The Copy-Paste Problem Is Bigger Than You Think
High-risk copy-and-paste errors – defined as mistakes with potential for patient harm, fraud, or legal claims – have been documented in 10% of patient EMRs. The PE case from the introduction is one example. Medication reconciliation discrepancies are another: they appear in nearly 40% of EMR patient medication lists, leading to duplicated prescriptions, missed medications, and unrecorded contraindications. Some research has found that 90% or more of inpatient service notes were either copied or templated. Speed and habit are driving the behavior.

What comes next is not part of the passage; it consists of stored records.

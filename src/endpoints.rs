use reqwest::Client;
use rocket::State;
use rocket::http::Status;
use rocket::response::status;
use rocket::serde::json::Json;
use rocket::tokio::task::{JoinError, spawn};
use serde::Serialize;
use serde_json::{Value, json};
use std::sync::Arc;

use crate::linkedin_api::{ApiError, ApiSettings, FailurePolicy, LinkedInApi};
use crate::models::{
    CommentData, ExtractAllResponse, HomeResponse, LikeData, PostOutput, ProfileOutput,
    ThreadedExtractResponse,
};

// Each top-level request gets its own client so the credit counter starts
// at zero; the reqwest handle underneath is a shared connection pool.
fn build_api(settings: &State<ApiSettings>, client: &State<Client>) -> LinkedInApi {
    LinkedInApi::new(client.inner().clone(), settings.inner().clone())
}

fn api_error(e: ApiError) -> status::Custom<String> {
    status::Custom(
        Status::InternalServerError,
        format!("LinkedIn API error: {}", e),
    )
}

#[get("/")]
pub fn home() -> Json<HomeResponse> {
    Json(HomeResponse {
        message: "LinkedIn Extractor API is live!".to_string(),
    })
}

#[get("/extract-profile?<username>")]
pub async fn extract_profile(
    username: &str,
    settings: &State<ApiSettings>,
    client: &State<Client>,
) -> Result<Json<ProfileOutput>, status::Custom<String>> {
    let api = build_api(settings, client);
    let profile = api.fetch_profile(username).await.map_err(api_error)?;
    Ok(Json(profile))
}

#[get("/extract-posts?<username>")]
pub async fn extract_posts(
    username: &str,
    settings: &State<ApiSettings>,
    client: &State<Client>,
) -> Result<Json<PostOutput>, status::Custom<String>> {
    let api = build_api(settings, client);
    let posts = api.fetch_recent_posts(username).await.map_err(api_error)?;
    Ok(Json(posts))
}

#[get("/extract-comments?<username>")]
pub async fn extract_comments(
    username: &str,
    settings: &State<ApiSettings>,
    client: &State<Client>,
) -> Result<Json<Vec<CommentData>>, status::Custom<String>> {
    let api = build_api(settings, client);
    let comments = api
        .fetch_profile_comments(username)
        .await
        .map_err(api_error)?;
    Ok(Json(comments))
}

#[get("/extract-likes?<username>")]
pub async fn extract_likes(
    username: &str,
    settings: &State<ApiSettings>,
    client: &State<Client>,
) -> Result<Json<Vec<LikeData>>, status::Custom<String>> {
    let api = build_api(settings, client);
    let likes = api.fetch_profile_likes(username).await.map_err(api_error)?;
    Ok(Json(likes))
}

#[get("/extract-post-comments?<urn>&<count>")]
pub async fn extract_post_comments(
    urn: &str,
    count: Option<usize>,
    settings: &State<ApiSettings>,
    client: &State<Client>,
) -> Result<Json<Vec<String>>, status::Custom<String>> {
    let api = build_api(settings, client);
    let comments = api
        .fetch_post_comments(urn, count.unwrap_or(10), FailurePolicy::BestEffort)
        .await
        .map_err(api_error)?;
    Ok(Json(comments))
}

#[get("/extract-all?<username>&<extract_comments>&<count>")]
pub async fn extract_all(
    username: &str,
    extract_comments: Option<&str>,
    count: Option<usize>,
    settings: &State<ApiSettings>,
    client: &State<Client>,
) -> Result<Json<ExtractAllResponse>, status::Custom<String>> {
    let api = build_api(settings, client);
    let count = count.unwrap_or(10);

    let profile = api.fetch_profile(username).await.map_err(api_error)?;
    let post_output = api.fetch_recent_posts(username).await.map_err(api_error)?;
    let commented_posts = api
        .fetch_profile_comments(username)
        .await
        .map_err(api_error)?;
    let reacted_posts = api.fetch_profile_likes(username).await.map_err(api_error)?;

    let PostOutput { mut posts, reposts } = post_output;

    let with_comments = extract_comments
        .map(|v| v.eq_ignore_ascii_case("yes"))
        .unwrap_or(false);

    if with_comments {
        for post in &mut posts {
            let urn = post.urn.clone().unwrap_or_default();
            let comments = api
                .fetch_post_comments(&urn, count, FailurePolicy::BestEffort)
                .await
                .map_err(api_error)?;
            post.comments = Some(comments);
        }
    }

    Ok(Json(ExtractAllResponse {
        profile,
        posts,
        reposts,
        commented_posts,
        reacted_posts,
        credits_used: api.credit_usage(),
    }))
}

fn branch_result<T: Serialize>(result: Result<T, ApiError>) -> Value {
    match result {
        Ok(value) => serde_json::to_value(value).unwrap_or(Value::Null),
        Err(e) => {
            eprintln!("extract-all-threading branch failed: {}", e);
            json!({ "error": e.to_string() })
        }
    }
}

fn joined_branch(result: Result<Value, JoinError>) -> Value {
    match result {
        Ok(value) => value,
        Err(e) => json!({ "error": e.to_string() }),
    }
}

#[get("/extract-all-threading?<username>")]
pub async fn extract_all_threading(
    username: &str,
    settings: &State<ApiSettings>,
    client: &State<Client>,
) -> Json<ThreadedExtractResponse> {
    let api = Arc::new(build_api(settings, client));
    let username = username.to_string();

    // Four independent fetches fan out onto the runtime; a failing branch is
    // reported inline without cancelling the others.
    let profile_task = {
        let api = api.clone();
        let username = username.clone();
        spawn(async move { branch_result(api.fetch_profile(&username).await) })
    };
    let posts_task = {
        let api = api.clone();
        let username = username.clone();
        spawn(async move { branch_result(api.fetch_recent_posts(&username).await) })
    };
    let comments_task = {
        let api = api.clone();
        let username = username.clone();
        spawn(async move { branch_result(api.fetch_profile_comments(&username).await) })
    };
    let likes_task = {
        let api = api.clone();
        let username = username.clone();
        spawn(async move { branch_result(api.fetch_profile_likes(&username).await) })
    };

    Json(ThreadedExtractResponse {
        profile: joined_branch(profile_task.await),
        posts: joined_branch(posts_task.await),
        comments: joined_branch(comments_task.await),
        likes: joined_branch(likes_task.await),
    })
}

But the consequences compound over time.
The Scope of the Problem
A 2024 systematic review of documentation errors analyzed 48 studies and found that incompleteness, inaccuracy, and inconsistency are the dominant problems in medical records documentation.
Error Type | Number of Studies |
Incompleteness | 47 studies |
Inaccuracy | 14 studies |
Inconsistency | 8 studies |
Illegibility | 7 studies |
Unsigned documents | 4 studies |
Incompleteness appeared in 98% of all studies reviewed. This is the defining characteristic of the medical documentation crisis – and it’s pervasive.

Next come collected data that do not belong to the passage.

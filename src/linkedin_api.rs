use crate::models::{CommentData, LikeData, PostData, PostOutput, ProfileOutput};
use crate::utils::{get_rapidapi_host, get_rapidapi_key, parse_posted_date};
use chrono::{Duration, Utc};
use reqwest::Client;
use serde_json::Value;
use std::sync::atomic::{AtomicU64, Ordering};
use thiserror::Error;

const PAGE_STEP: usize = 50;
const LIKES_LIMIT: usize = 50;
const RECENT_WINDOW_DAYS: i64 = 365;

#[derive(Debug, Error)]
pub enum ApiError {
    #[error("API request failed: {0}")]
    Transport(#[from] reqwest::Error),
    #[error("API request failed: HTTP {0}")]
    Status(reqwest::StatusCode),
    #[error("API request failed: {0}")]
    Decode(#[from] serde_json::Error),
    #[error("unexpected API payload: {0}")]
    Payload(String),
}

/// Per-operation failure policy. Most fetchers fail fast; the post-comments
/// pager is best-effort and keeps whatever it collected before an error.
#[derive(Debug, Clone, Copy, PartialEq, Eq)]
pub enum FailurePolicy {
    FailFast,
    BestEffort,
}

#[derive(Debug, Clone)]
pub struct ApiSettings {
    pub api_key: String,
    pub api_host: String,
    pub base_url: String,
}

impl ApiSettings {
    pub fn from_env() -> Result<Self, String> {
        let api_key = get_rapidapi_key()?;
        let api_host = get_rapidapi_host();
        let base_url = format!("https://{}", api_host);
        Ok(ApiSettings {
            api_key,
            api_host,
            base_url,
        })
    }
}

/// Upstream client for one top-level request. The call counter lives here, so
/// building a fresh instance per request keeps concurrent requests isolated.
pub struct LinkedInApi {
    client: Client,
    settings: ApiSettings,
    api_calls: AtomicU64,
}

impl LinkedInApi {
    pub fn new(client: Client, settings: ApiSettings) -> Self {
        LinkedInApi {
            client,
            settings,
            api_calls: AtomicU64::new(0),
        }
    }

    pub fn credit_usage(&self) -> u64 {
        self.api_calls.load(Ordering::SeqCst)
    }

    /// GET the given path (query string included) against the upstream host.
    /// The call counter increments before the attempt, so failed calls are
    /// still billed.
    async fn request(&self, path: &str) -> Result<Value, ApiError> {
        self.api_calls.fetch_add(1, Ordering::SeqCst);

        let url = format!("{}{}", self.settings.base_url, path);
        let response = self
            .client
            .get(&url)
            .header("x-rapidapi-key", self.settings.api_key.as_str())
            .header("x-rapidapi-host", self.settings.api_host.as_str())
            .send()
            .await?;

        if !response.status().is_success() {
            return Err(ApiError::Status(response.status()));
        }

        let data = response.text().await?;
        let json_data: Value = serde_json::from_str(&data)?;
        Ok(json_data)
    }

    pub async fn fetch_profile(&self, username: &str) -> Result<ProfileOutput, ApiError> {
        let path = format!("/?username={}", username);
        let decoded = self.request(&path).await?;

        // Job fields come from the first entry of the position history;
        // a profile without one leaves them null.
        let first_position = decoded["position"].get(0).cloned().unwrap_or(Value::Null);

        Ok(ProfileOutput {
            headline: decoded["headline"].as_str().map(String::from),
            location: decoded["geo"]["full"].as_str().map(String::from),
            job_title: first_position["title"].as_str().map(String::from),
            company_name: first_position["companyName"].as_str().map(String::from),
        })
    }

    /// Walks the paged posts feed until entries fall outside the trailing
    /// 12-month window. Pages are reverse-chronological, so the first item
    /// older than the cutoff ends the whole walk, not just the current page.
    pub async fn fetch_recent_posts(&self, username: &str) -> Result<PostOutput, ApiError> {
        let mut posts = Vec::new();
        let mut reposts = Vec::new();
        let mut start = 0usize;
        let mut pagination_token: Option<String> = None;
        let cutoff = Utc::now().naive_utc() - Duration::days(RECENT_WINDOW_DAYS);

        loop {
            let mut query = format!(
                "/get-profile-posts?username={}&start={}",
                username, start
            );
            if let Some(token) = &pagination_token {
                query.push_str(&format!("&paginationToken={}", token));
            }

            let decoded = self.request(&query).await?;
            let raw_posts = decoded["data"].as_array().cloned().unwrap_or_default();
            pagination_token = decoded["nextToken"].as_str().map(String::from);

            if raw_posts.is_empty() {
                break;
            }

            let mut stop_fetching = false;
            for post in &raw_posts {
                // Entries without a usable date are dropped, not terminal.
                let Some(posted_date) = post["postedDate"].as_str() else {
                    continue;
                };
                let Some(posted_at) = parse_posted_date(posted_date) else {
                    continue;
                };

                if posted_at < cutoff {
                    stop_fetching = true;
                    break;
                }

                let is_repost = post
                    .as_object()
                    .map(|obj| obj.contains_key("reposted"))
                    .unwrap_or(false);

                let original_text = if is_repost {
                    post["resharedPost"]["text"]
                        .as_str()
                        .or_else(|| post["text"].as_str())
                        .map(String::from)
                } else {
                    None
                };

                let data = PostData {
                    posted_date: posted_date.to_string(),
                    total_reaction_count: post["totalReactionCount"].as_u64(),
                    comments_count: post["commentsCount"].as_u64(),
                    urn: post["urn"].as_str().map(String::from),
                    text: post["text"].as_str().map(String::from),
                    original_text,
                    comments: None,
                };

                if is_repost {
                    reposts.push(data);
                } else {
                    posts.push(data);
                }
            }

            if stop_fetching || pagination_token.is_none() {
                break;
            }

            start += PAGE_STEP;
        }

        Ok(PostOutput { posts, reposts })
    }

    pub async fn fetch_profile_comments(
        &self,
        username: &str,
    ) -> Result<Vec<CommentData>, ApiError> {
        let path = format!("/get-profile-comments?username={}", username);
        let decoded = self.request(&path).await?;
        let raw_comments = decoded["data"].as_array().cloned().unwrap_or_default();

        let mut comments = Vec::with_capacity(raw_comments.len());
        for item in &raw_comments {
            // A missing or empty highlightedComments list is a hard failure,
            // same as the upstream contract promises at least one entry.
            let highlighted = item["highlightedComments"].get(0).ok_or_else(|| {
                ApiError::Payload("highlightedComments is missing or empty".to_string())
            })?;

            comments.push(CommentData {
                highlighted_comments: highlighted.as_str().map(String::from),
                text: item["text"].as_str().map(String::from),
                posted_date: item["postedDate"].as_str().map(String::from),
                commented_date: item["commentedDate"].as_str().map(String::from),
                post_url: item["postUrl"].as_str().map(String::from),
            });
        }

        Ok(comments)
    }

    pub async fn fetch_profile_likes(&self, username: &str) -> Result<Vec<LikeData>, ApiError> {
        let path = format!("/get-profile-likes?username={}", username);
        let decoded = self.request(&path).await?;
        let items = decoded["data"]["items"].as_array().cloned().unwrap_or_default();

        let likes = items
            .iter()
            .take(LIKES_LIMIT)
            .map(|item| LikeData {
                text: item["text"].as_str().map(String::from),
                action: item["action"].as_str().map(String::from),
                posted_date: item["postedDate"].as_str().map(String::from),
                total_reaction_count: item["totalReactionCount"].as_u64(),
                comments_count: item["commentsCount"].as_u64(),
            })
            .collect();

        Ok(likes)
    }

    /// Collects up to `count` comment texts for a post. Under `BestEffort`
    /// an upstream error mid-walk ends the loop and returns what was
    /// collected so far instead of propagating.
    pub async fn fetch_post_comments(
        &self,
        urn: &str,
        count: usize,
        policy: FailurePolicy,
    ) -> Result<Vec<String>, ApiError> {
        let mut comments = Vec::new();
        let mut page = 1usize;
        let mut pagination_token: Option<String> = None;

        while comments.len() < count {
            let mut path = format!(
                "/get-profile-posts-comments?urn={}&sort=mostRelevant&page={}",
                urn, page
            );
            if let Some(token) = &pagination_token {
                path.push_str(&format!("&paginationToken={}", token));
            }

            let decoded = match self.request(&path).await {
                Ok(decoded) => decoded,
                Err(e) => match policy {
                    FailurePolicy::BestEffort => break,
                    FailurePolicy::FailFast => return Err(e),
                },
            };

            let data = decoded["data"].as_array().cloned().unwrap_or_default();
            if data.is_empty() {
                break;
            }

            for item in &data {
                if let Some(text) = item["text"].as_str() {
                    if !text.is_empty() {
                        comments.push(text.to_string());
                        if comments.len() >= count {
                            break;
                        }
                    }
                }
            }

            pagination_token = decoded["paginationToken"].as_str().map(String::from);
            if pagination_token.is_none() {
                break;
            }

            page += 1;
        }

        Ok(comments)
    }
}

The Compliance and Fraud Risk
The Office of Inspector General (OIG) has directly identified copy-and-paste functionality as the source of the most common documentation errors in healthcare. When copied content isn’t updated, inaccurate information enters the medical record – and can generate inappropriate charges billed to patients and third-party payers.
The result: inflated claim levels, duplicate claims, fraudulent charges, and potential federal fraud exposure. This isn’t regulatory theory. It’s the OIG’s documented position on how copy-paste creates liability.